As you know, an electron experiences a force of F = qVxB in a magnetic field and equating this to centripetral force, we can find the radius of the electron's path to be R = mv/qB Ok, that's simple enough.

Now, I want to model an electron via 3D graphing in a magnetic field. For this, I need to model every part of its trajectory. This is proving tricky.

Say we have:

Bx = 0
By = 0
Bz = 1 micro tesla

The initial electron is coming in at

Vx = 0
Vy = 1.5e8 m/s
Vz = 0

The cross product is

Fx = q(VyBz - ByVz)
Fy = q(VxBz - VzBx)
Fz = q(VxBy - VyBx)

Now the acceleration is just a = F / m

However, For ax I'm getting 4.23e13 m/s^2! which is a wee bit high. Ok, just plain wrong. How would you generate an animation of an electon in a magnetic field? I would like to extend it so the magnetic field osccilates and varies with amplitude versus time.

What is the mass value you used ? Besides, how do you know the value you got is too high ? What exactly did you do.

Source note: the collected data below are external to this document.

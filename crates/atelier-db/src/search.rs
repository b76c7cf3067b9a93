use atelier_common::{Error, Result};
use rusqlite::params;
use serde::Serialize;

use crate::embedding;
use crate::pool::Database;

pub const DEFAULT_SIMILAR_LIMIT: usize = 5;
pub const DEFAULT_SIMILARITY_THRESHOLD: f32 = 0.8;
const MAX_SIMILAR_LIMIT: usize = 100;

#[derive(Debug, Clone, Serialize)]
pub struct SimilarChat {
    pub chat_id: String,
    pub description: Option<String>,
    /// Cosine similarity in [-1, 1]; higher is closer.
    pub similarity: f32,
}

/// Embedding-based ranking over a project's chats. Ranking happens in
/// one SQL query through sqlite-vec's cosine distance; correctness does
/// not depend on any approximate index.
pub struct SimilaritySearch {
    db: Database,
}

impl SimilaritySearch {
    pub fn new(db: Database) -> Self {
        Self { db }
    }

    /// Rank a project's chats against a query embedding. The threshold
    /// is clamped into the cosine-similarity domain [-1, 1]; a limit of
    /// zero falls back to the default. Chats without an embedding never
    /// match, and an empty result is not an error.
    pub async fn find_similar_chats(
        &self,
        project_id: &str,
        user_id: &str,
        query_embedding: &[f32],
        limit: usize,
        similarity_threshold: f32,
    ) -> Result<Vec<SimilarChat>> {
        embedding::ensure_dimension(query_embedding)?;

        let limit = if limit == 0 {
            DEFAULT_SIMILAR_LIMIT
        } else {
            limit.min(MAX_SIMILAR_LIMIT)
        };
        let max_distance = f64::from(1.0 - similarity_threshold.clamp(-1.0, 1.0));
        let query_blob = embedding::to_blob(query_embedding);

        let conn = self.db.conn()?;
        let mut stmt = conn
            .prepare(
                "SELECT c.id, c.description, vec_distance_cosine(c.embedding, ?1) AS distance
                 FROM chats c
                 JOIN projects p ON p.id = c.project_id
                 WHERE c.project_id = ?2
                   AND p.user_id = ?3
                   AND c.embedding IS NOT NULL
                   AND vec_distance_cosine(c.embedding, ?1) < ?4
                 ORDER BY distance
                 LIMIT ?5",
            )
            .map_err(|e| Error::Database(format!("failed to prepare similarity query: {e}")))?;

        let rows = stmt
            .query_map(
                params![query_blob, project_id, user_id, max_distance, limit as i64],
                |row| {
                    let distance: f64 = row.get(2)?;
                    Ok(SimilarChat {
                        chat_id: row.get(0)?,
                        description: row.get(1)?,
                        similarity: 1.0 - distance as f32,
                    })
                },
            )
            .map_err(|e| Error::Database(format!("failed to execute similarity query: {e}")))?;

        rows.collect::<std::result::Result<Vec<_>, _>>()
            .map_err(|e| Error::Database(format!("failed to collect similarity rows: {e}")))
    }
}

#[cfg(test)]
mod tests {
    use super::{DEFAULT_SIMILAR_LIMIT, SimilaritySearch};
    use crate::chats::ChatStore;
    use crate::embedding::EMBEDDING_DIM;
    use crate::pool::Database;
    use crate::projects::{NewProject, ProjectStore};
    use crate::users::UserStore;
    use atelier_common::{MessageRole, NewMessage};

    struct Fixture {
        chats: ChatStore,
        search: SimilaritySearch,
        user_id: String,
        project_id: String,
    }

    async fn fixture(email: &str) -> Fixture {
        let db = Database::in_memory().expect("failed to open in-memory database");
        let users = UserStore::new(db.clone());
        let user = users
            .create_user(email, "hash", None, None)
            .await
            .expect("create_user should succeed");

        let projects = ProjectStore::new(db.clone());
        let project = projects
            .create_project(
                &user.id,
                NewProject {
                    name: "fixture".to_string(),
                    description: None,
                    code_content: None,
                    preview_url: None,
                },
            )
            .await
            .expect("create_project should succeed");

        Fixture {
            chats: ChatStore::new(db.clone()),
            search: SimilaritySearch::new(db),
            user_id: user.id,
            project_id: project.id,
        }
    }

    fn unit_embedding(axis: usize) -> Vec<f32> {
        let mut e = vec![0.0f32; EMBEDDING_DIM];
        e[axis] = 1.0;
        e
    }

    async fn chat_with_embedding(f: &Fixture, description: &str, axis: usize) -> String {
        let chat_id = f
            .chats
            .create_chat(
                &f.user_id,
                &f.project_id,
                &[NewMessage::text(MessageRole::User, description)],
            )
            .await
            .expect("create_chat should succeed")
            .expect("ownership check should pass");
        f.chats
            .update_chat_embedding(&chat_id, &f.user_id, &unit_embedding(axis))
            .await
            .expect("update_chat_embedding should succeed");
        chat_id
    }

    #[tokio::test]
    async fn orthogonal_embeddings_clear_nothing_at_high_threshold() {
        let f = fixture("ortho@example.com").await;
        chat_with_embedding(&f, "axis one", 1).await;
        chat_with_embedding(&f, "axis two", 2).await;

        let results = f
            .search
            .find_similar_chats(&f.project_id, &f.user_id, &unit_embedding(0), 5, 0.9)
            .await
            .expect("search should succeed");
        assert!(results.is_empty());
    }

    #[tokio::test]
    async fn identical_embedding_ranks_first_with_similarity_one() {
        let f = fixture("rank@example.com").await;
        let target = chat_with_embedding(&f, "match", 0).await;
        chat_with_embedding(&f, "noise", 1).await;

        let results = f
            .search
            .find_similar_chats(&f.project_id, &f.user_id, &unit_embedding(0), 5, 0.8)
            .await
            .expect("search should succeed");

        assert_eq!(results.len(), 1);
        assert_eq!(results[0].chat_id, target);
        assert!((results[0].similarity - 1.0).abs() < 1e-5);
    }

    #[tokio::test]
    async fn threshold_is_clamped_not_rejected() {
        let f = fixture("clamp@example.com").await;
        chat_with_embedding(&f, "anything", 3).await;

        // A threshold below -1 clamps to -1 and matches everything with
        // an embedding.
        let results = f
            .search
            .find_similar_chats(&f.project_id, &f.user_id, &unit_embedding(0), 5, -40.0)
            .await
            .expect("search should succeed");
        assert_eq!(results.len(), 1);

        // Above 1 clamps to 1 and nothing can clear it.
        let results = f
            .search
            .find_similar_chats(&f.project_id, &f.user_id, &unit_embedding(3), 5, 40.0)
            .await
            .expect("search should succeed");
        assert!(results.is_empty());
    }

    #[tokio::test]
    async fn results_are_scoped_to_the_owner() {
        let f = fixture("scope@example.com").await;
        chat_with_embedding(&f, "mine", 0).await;

        let results = f
            .search
            .find_similar_chats(&f.project_id, "intruder", &unit_embedding(0), 5, 0.0)
            .await
            .expect("search should not error");
        assert!(results.is_empty());
    }

    #[tokio::test]
    async fn zero_limit_falls_back_to_default() {
        let f = fixture("limit@example.com").await;
        for axis in 0..(DEFAULT_SIMILAR_LIMIT + 3) {
            chat_with_embedding(&f, "bulk", axis).await;
        }

        // Threshold -1 admits every embedded chat, so only the limit caps
        // the result set.
        let results = f
            .search
            .find_similar_chats(&f.project_id, &f.user_id, &unit_embedding(0), 0, -1.0)
            .await
            .expect("search should succeed");
        assert_eq!(results.len(), DEFAULT_SIMILAR_LIMIT);
    }

    #[tokio::test]
    async fn wrong_dimension_query_is_rejected() {
        let f = fixture("baddim@example.com").await;
        let result = f
            .search
            .find_similar_chats(&f.project_id, &f.user_id, &[1.0, 0.0], 5, 0.8)
            .await;
        assert!(matches!(result, Err(atelier_common::Error::Validation(_))));
    }
}
use serde::{Deserialize, Serialize};
use std::path::PathBuf;

#[derive(Debug, Clone, Serialize, Deserialize)]
pub struct AppConfig {
    #[serde(default)]
    pub server: ServerConfig,

    #[serde(default)]
    pub database: DatabaseConfig,

    #[serde(default)]
    pub auth: AuthConfig,

    #[serde(default)]
    pub data_dir: Option<PathBuf>,

    #[serde(default)]
    pub log_level: Option<String>,
}

impl Default for AppConfig {
    fn default() -> Self {
        Self {
            server: ServerConfig::default(),
            database: DatabaseConfig::default(),
            auth: AuthConfig::default(),
            data_dir: None,
            log_level: Some("info".to_string()),
        }
    }
}

#[derive(Debug, Clone, Serialize, Deserialize)]
pub struct ServerConfig {
    #[serde(default = "default_host")]
    pub host: String,

    #[serde(default = "default_port")]
    pub port: u16,
}

impl Default for ServerConfig {
    fn default() -> Self {
        Self {
            host: default_host(),
            port: default_port(),
        }
    }
}

fn default_host() -> String {
    "127.0.0.1".to_string()
}

fn default_port() -> u16 {
    3000
}

#[derive(Debug, Clone, Serialize, Deserialize)]
pub struct DatabaseConfig {
    /// Explicit database file path. Defaults to `<data_dir>/atelier.db`.
    #[serde(default)]
    pub path: Option<PathBuf>,

    #[serde(default = "default_max_connections")]
    pub max_connections: u32,

    /// How long a request may wait for a pooled connection.
    #[serde(default = "default_acquire_timeout_secs")]
    pub acquire_timeout_secs: u64,
}

impl Default for DatabaseConfig {
    fn default() -> Self {
        Self {
            path: None,
            max_connections: default_max_connections(),
            acquire_timeout_secs: default_acquire_timeout_secs(),
        }
    }
}

fn default_max_connections() -> u32 {
    8
}

fn default_acquire_timeout_secs() -> u64 {
    5
}

#[derive(Debug, Clone, Serialize, Deserialize)]
pub struct AuthConfig {
    /// HMAC secret for session tokens. A per-process secret is generated
    /// when unset, so tokens do not survive restarts.
    #[serde(default)]
    pub token_secret: Option<String>,

    #[serde(default = "default_token_ttl_secs")]
    pub token_ttl_secs: u64,
}

impl Default for AuthConfig {
    fn default() -> Self {
        Self {
            token_secret: None,
            token_ttl_secs: default_token_ttl_secs(),
        }
    }
}

fn default_token_ttl_secs() -> u64 {
    60 * 60 * 24 * 7
}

Anyhow, the approach and formula's are OK.


If you want to incorporate a t-dependent B field, you just need to integrate over time (once and twice) to get velocity and then the trajectory. How does the B field vary (sine, cosine) and along which direction (x,y,z) ? if you know this, just add the components into the right hand side of Fx, Fy and Fz. divide by m to get a and then you start the integrations...

marlon
 
I used the charge of an electron as 1.6022e-19 C and the mass as 9.1e-31 kg which is a charge to mass ratio of 1.76e11!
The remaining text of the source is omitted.